Dernièrement, une affaire similaire a défrayé la chronique en Egypte, celle du jeune acteur Ahmed El Fichaoui, dont une liaison avec une jeune fille a donné naissance à une fille. Refusant de reconnaître sa filiation, partant du fait que cette liaison était " illégitime ", ou de se prêter à un test ADN, puisque la loi ne l'y oblige pas, le tribunal a refusé d'affilier la fille au jeune acteur quoique la jeune fille n'a eu de cesse de clamer qu'ils étaient liés par un mariage coutumier.
Face à ce problème, qui s'aggrave avec la prolifération du mariage coutumier (ûrfi) en particulier dans les rangs des étudiants et des veuves, la société civile épaulée par des parlementaires a lancé des campagnes réclamant une révision des textes pour notamment contraindre le père à subir un test ADN.
Les députés ont également proposé de contraindre tout père naturel refusant de reconnaître la filiation de l'enfant de subir ce test, sinon ce refus équivaudrait à une preuve juridique de la filiation de l'enfant.
Au cas où le test s'avèrerait négatif, la mère doit être condamnée à verser une amende et à une prison ferme pouvant aller jusqu'à 3 ans.
Le mufti d'Egypte Ali Jumâa adhère aux revendications de ces députés, précisant que l'Islam appelle à user de tous les moyens scientifiques pour établir la filiation au père naturel, en ayant recours soit aux témoins, soit à la reconnaissance du père naturel ou en se basant sur la ressemblance.
Dans le cas de relations illégitimes ou d'adultère, le mufti d'Egypte a souligné qu'il n'est nul besoin de chercher à établir la filiation, parce que la filiation n'est pas attribuée à l'homme adultère mais à la mère.
Des experts soulignent la nécessité pour le père naturel de reconnaître l'enfant, notamment dans les relations illégitimes, pour garantir son engagement d'assurer les droits de l'enfant.

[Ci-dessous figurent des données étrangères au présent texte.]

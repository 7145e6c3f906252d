//! Ember particles rising across the viewport.
//!
//! Particles live in a fixed arena sized once at construction. Particles that
//! leave through the top are recycled at the bottom edge, never reallocated.

/// Small deterministic generator so the field can be replayed under test.
#[derive(Clone, Debug)]
pub struct Rng {
    state: u64,
}

impl Rng {
    pub fn new(seed: u64) -> Self {
        Self { state: seed }
    }

    pub fn next_u64(&mut self) -> u64 {
        self.state = self.state.wrapping_add(0x9e3779b97f4a7c15);
        let mut z = self.state;
        z = (z ^ (z >> 30)).wrapping_mul(0xbf58476d1ce4e5b9);
        z = (z ^ (z >> 27)).wrapping_mul(0x94d049bb133111eb);
        z ^ (z >> 31)
    }

    /// Uniform in `[0, 1)`.
    pub fn next_unit(&mut self) -> f64 {
        let top = self.next_u64() >> 11;
        top as f64 / ((1u64 << 53) as f64)
    }

    pub fn range(&mut self, min: f64, max: f64) -> f64 {
        min + (max - min) * self.next_unit()
    }
}

#[derive(Clone, Copy, Debug, PartialEq)]
pub struct ParticleSettings {
    pub count: usize,
    pub radius_min: f64,
    pub radius_max: f64,
    pub speed_min: f64,
    pub speed_max: f64,
    pub green_min: u8,
    pub green_span: u8,
    pub alpha_max: f64,
}

impl Default for ParticleSettings {
    fn default() -> Self {
        Self {
            count: 50,
            radius_min: 1.0,
            radius_max: 4.0,
            speed_min: 0.2,
            speed_max: 1.2,
            green_min: 50,
            green_span: 100,
            alpha_max: 0.5,
        }
    }
}

/// Warm color: red fixed at 255, blue at 0.
#[derive(Clone, Copy, Debug, PartialEq)]
pub struct EmberColor {
    pub green: u8,
    pub alpha: f64,
}

impl EmberColor {
    pub fn to_css(self) -> String {
        format!("rgba(255, {}, 0, {})", self.green, self.alpha)
    }
}

#[derive(Clone, Copy, Debug, PartialEq)]
pub struct Particle {
    pub x: f64,
    pub y: f64,
    pub radius: f64,
    /// Upward distance per frame.
    pub speed: f64,
    pub color: EmberColor,
}

pub fn spawn_particle(rng: &mut Rng, settings: &ParticleSettings, width: f64, height: f64) -> Particle {
    let x = rng.next_unit() * width;
    let y = rng.next_unit() * height;
    let radius = rng.range(settings.radius_min, settings.radius_max);
    let speed = rng.range(settings.speed_min, settings.speed_max);
    let green = settings.green_min as f64 + (rng.next_unit() * settings.green_span as f64).floor();
    let alpha = rng.next_unit() * settings.alpha_max;
    Particle {
        x,
        y,
        radius,
        speed,
        color: EmberColor {
            green: green.min(255.0) as u8,
            alpha,
        },
    }
}

/// Moves one particle up a frame. Returns true when it wrapped to the bottom.
pub fn advance_particle(particle: &mut Particle, rng: &mut Rng, width: f64, height: f64) -> bool {
    particle.y -= particle.speed;
    if particle.y < 0.0 {
        particle.y = height;
        particle.x = rng.next_unit() * width;
        return true;
    }
    false
}

pub struct ParticleField {
    particles: Vec<Particle>,
    width: f64,
    height: f64,
    rng: Rng,
}

impl ParticleField {
    pub fn new(settings: &ParticleSettings, width: f64, height: f64, seed: u64) -> Self {
        let mut rng = Rng::new(seed);
        let width = width.max(0.0);
        let height = height.max(0.0);
        let mut particles = Vec::with_capacity(settings.count);
        for _ in 0..settings.count {
            particles.push(spawn_particle(&mut rng, settings, width, height));
        }
        Self {
            particles,
            width,
            height,
            rng,
        }
    }

    pub fn particles(&self) -> &[Particle] {
        &self.particles
    }

    pub fn particles_mut(&mut self) -> &mut [Particle] {
        &mut self.particles
    }

    pub fn size(&self) -> (f64, f64) {
        (self.width, self.height)
    }

    /// Existing positions are kept; they wrap into the new bounds over time.
    pub fn resize(&mut self, width: f64, height: f64) {
        self.width = width.max(0.0);
        self.height = height.max(0.0);
    }

    /// Advances every particle one frame and returns how many wrapped.
    pub fn step(&mut self) -> usize {
        let mut wrapped = 0;
        for particle in self.particles.iter_mut() {
            if advance_particle(particle, &mut self.rng, self.width, self.height) {
                wrapped += 1;
            }
        }
        wrapped
    }
}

Ils revendiquent la recherche de moyens permettant d'établir la filiation, soit en procédant à un test ADN ou à toute autre procédure, en vue de protéger l'avenir des enfants.
Ces experts estiment qu'il est inconcevable de punir un enfant issu d'un mariage illégitime et de lui faire payer les erreurs de ses parents, parce que cela est contraire au principe de "l'individualité de la sanction" en Islam.
Par contre, certaines personnes rejettent l'établissement de la filiation, considérant que cela ouvrirait la voie à la débauche et offrirait une couverture légale aux relations interdites.
L'empreinte génétique, ajoutent-ils, permet certes d'infirmer la filiation mais ne permet pas de l'établir à 100%, ce qui rend ce moyen, en l'absence d'autres preuves attestant la légalité du lien conjugal, non objectif.
Ils considèrent que le recours de plus en plus fréquent à l'établissement de la filiation peut arranger certains hommes de mauvaise intention, qui en se mariant avec des filles de bonnes familles cherchent à contraindre ces dernières à admettre ce mariage et les mettre devant le fait accompli.